== WORK TASK ==
Where the word "than" shows up in the entries below, please copy the whole line.

#####

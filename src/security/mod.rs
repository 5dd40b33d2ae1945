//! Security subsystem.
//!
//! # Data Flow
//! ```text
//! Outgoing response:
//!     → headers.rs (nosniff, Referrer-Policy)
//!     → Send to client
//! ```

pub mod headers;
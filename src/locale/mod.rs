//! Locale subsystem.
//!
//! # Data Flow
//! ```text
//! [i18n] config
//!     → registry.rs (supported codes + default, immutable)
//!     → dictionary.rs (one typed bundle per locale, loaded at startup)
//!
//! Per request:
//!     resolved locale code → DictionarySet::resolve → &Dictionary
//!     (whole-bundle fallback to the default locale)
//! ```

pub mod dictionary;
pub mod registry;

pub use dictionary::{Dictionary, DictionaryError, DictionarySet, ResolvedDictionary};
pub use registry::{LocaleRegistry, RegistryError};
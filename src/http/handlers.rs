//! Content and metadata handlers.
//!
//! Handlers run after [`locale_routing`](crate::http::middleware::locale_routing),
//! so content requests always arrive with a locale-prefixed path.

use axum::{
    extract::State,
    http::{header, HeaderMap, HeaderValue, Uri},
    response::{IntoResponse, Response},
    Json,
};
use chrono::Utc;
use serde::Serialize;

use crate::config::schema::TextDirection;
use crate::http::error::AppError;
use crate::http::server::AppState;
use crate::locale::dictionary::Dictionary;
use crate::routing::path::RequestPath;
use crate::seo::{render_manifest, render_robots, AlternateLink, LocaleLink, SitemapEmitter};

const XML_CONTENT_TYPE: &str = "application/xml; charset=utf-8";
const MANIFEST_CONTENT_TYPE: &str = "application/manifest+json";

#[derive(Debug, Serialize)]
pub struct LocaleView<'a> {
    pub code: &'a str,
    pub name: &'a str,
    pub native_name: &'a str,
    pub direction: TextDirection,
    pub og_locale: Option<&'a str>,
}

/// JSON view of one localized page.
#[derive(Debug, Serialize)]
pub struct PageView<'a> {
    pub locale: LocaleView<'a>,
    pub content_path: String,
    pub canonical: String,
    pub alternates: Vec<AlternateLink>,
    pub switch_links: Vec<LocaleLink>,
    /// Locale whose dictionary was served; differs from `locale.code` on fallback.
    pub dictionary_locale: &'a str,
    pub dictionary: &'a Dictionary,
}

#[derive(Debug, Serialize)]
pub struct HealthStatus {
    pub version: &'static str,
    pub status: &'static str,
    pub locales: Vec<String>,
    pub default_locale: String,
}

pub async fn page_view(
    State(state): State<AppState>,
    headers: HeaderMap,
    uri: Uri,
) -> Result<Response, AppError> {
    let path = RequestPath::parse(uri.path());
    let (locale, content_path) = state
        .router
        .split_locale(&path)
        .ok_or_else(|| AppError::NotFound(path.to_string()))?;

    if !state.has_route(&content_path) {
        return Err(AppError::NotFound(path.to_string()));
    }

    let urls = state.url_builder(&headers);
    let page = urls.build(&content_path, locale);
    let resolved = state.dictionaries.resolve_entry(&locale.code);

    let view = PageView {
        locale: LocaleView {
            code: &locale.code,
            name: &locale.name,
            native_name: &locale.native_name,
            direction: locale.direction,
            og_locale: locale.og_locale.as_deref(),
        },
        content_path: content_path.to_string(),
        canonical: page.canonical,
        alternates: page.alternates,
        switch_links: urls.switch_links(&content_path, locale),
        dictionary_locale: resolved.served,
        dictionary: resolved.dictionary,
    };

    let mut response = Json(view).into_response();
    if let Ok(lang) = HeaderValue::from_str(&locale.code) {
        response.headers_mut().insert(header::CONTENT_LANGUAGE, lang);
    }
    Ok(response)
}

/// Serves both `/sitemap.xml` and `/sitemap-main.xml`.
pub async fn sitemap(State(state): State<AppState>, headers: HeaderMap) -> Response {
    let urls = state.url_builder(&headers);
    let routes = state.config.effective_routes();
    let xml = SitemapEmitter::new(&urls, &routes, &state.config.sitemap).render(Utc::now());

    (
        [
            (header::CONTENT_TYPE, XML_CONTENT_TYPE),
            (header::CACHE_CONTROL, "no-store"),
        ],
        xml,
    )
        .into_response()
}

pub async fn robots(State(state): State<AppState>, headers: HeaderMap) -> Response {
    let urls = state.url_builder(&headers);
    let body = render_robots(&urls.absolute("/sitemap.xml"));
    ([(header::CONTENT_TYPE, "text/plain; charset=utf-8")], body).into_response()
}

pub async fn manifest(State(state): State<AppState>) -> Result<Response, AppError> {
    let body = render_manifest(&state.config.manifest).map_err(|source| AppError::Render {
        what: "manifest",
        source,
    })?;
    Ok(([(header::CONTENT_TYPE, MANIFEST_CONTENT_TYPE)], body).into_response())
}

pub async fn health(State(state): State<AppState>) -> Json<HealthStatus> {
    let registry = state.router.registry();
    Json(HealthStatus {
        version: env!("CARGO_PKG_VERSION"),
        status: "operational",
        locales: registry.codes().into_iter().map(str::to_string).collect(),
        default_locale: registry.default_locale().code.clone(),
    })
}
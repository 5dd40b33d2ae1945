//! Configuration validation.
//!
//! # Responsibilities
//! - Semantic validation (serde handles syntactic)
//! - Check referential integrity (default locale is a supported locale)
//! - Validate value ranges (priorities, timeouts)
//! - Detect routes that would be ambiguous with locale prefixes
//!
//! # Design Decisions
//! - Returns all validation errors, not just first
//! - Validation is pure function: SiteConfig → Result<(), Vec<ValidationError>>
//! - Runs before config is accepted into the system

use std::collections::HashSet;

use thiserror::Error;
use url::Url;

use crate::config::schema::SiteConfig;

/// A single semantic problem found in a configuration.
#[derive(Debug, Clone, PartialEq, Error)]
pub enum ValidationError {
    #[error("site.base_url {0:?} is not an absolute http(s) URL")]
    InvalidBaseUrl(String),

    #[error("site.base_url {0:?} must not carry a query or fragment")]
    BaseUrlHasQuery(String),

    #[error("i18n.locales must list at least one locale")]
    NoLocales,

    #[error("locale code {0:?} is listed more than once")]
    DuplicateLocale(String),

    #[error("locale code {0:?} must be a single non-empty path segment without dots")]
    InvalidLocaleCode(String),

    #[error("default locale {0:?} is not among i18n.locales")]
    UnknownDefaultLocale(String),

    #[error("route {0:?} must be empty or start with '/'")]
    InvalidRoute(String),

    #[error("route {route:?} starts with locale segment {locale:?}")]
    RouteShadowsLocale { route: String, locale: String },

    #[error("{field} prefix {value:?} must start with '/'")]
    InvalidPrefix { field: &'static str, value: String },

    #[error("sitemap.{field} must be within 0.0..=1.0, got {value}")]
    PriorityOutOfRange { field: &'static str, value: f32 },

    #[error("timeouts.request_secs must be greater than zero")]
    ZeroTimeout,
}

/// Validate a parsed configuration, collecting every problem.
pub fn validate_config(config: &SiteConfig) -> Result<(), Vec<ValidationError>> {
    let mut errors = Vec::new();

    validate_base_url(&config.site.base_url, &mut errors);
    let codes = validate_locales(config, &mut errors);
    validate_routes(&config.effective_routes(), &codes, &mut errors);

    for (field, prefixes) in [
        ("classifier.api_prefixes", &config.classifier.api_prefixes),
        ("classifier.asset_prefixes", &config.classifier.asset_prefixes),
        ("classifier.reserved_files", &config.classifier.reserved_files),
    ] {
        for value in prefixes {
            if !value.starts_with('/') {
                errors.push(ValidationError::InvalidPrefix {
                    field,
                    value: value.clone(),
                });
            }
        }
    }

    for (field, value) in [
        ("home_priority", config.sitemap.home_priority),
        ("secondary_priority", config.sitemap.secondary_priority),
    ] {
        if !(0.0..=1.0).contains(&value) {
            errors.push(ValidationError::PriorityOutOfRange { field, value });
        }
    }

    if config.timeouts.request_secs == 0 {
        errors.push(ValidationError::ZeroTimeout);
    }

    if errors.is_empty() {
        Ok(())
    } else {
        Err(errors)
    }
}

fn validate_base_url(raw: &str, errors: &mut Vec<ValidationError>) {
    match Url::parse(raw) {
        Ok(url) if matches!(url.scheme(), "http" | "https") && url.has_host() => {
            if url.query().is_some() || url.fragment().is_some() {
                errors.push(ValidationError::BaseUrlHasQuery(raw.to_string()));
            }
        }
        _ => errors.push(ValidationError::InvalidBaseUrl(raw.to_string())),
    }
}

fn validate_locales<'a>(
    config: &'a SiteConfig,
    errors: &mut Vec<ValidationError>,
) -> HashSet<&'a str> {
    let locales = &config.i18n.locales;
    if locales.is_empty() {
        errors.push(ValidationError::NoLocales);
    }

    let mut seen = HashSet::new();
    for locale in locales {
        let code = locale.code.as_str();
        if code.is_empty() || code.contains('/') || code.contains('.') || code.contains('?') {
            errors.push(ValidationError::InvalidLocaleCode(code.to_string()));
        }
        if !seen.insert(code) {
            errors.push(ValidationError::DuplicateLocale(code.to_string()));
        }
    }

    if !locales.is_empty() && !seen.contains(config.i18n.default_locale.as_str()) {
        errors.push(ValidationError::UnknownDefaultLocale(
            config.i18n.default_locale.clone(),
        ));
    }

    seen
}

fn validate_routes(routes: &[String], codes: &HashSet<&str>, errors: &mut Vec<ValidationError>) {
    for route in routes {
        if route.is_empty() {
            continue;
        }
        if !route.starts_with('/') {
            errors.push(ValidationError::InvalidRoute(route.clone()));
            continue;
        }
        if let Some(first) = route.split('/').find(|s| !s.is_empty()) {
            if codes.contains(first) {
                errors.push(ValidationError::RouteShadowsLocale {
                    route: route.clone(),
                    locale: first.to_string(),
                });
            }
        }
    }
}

#####

== TASK ANSWER ==
    #[error("locale code {0:?} is listed more than once")]
    #[error("timeouts.request_secs must be greater than zero")]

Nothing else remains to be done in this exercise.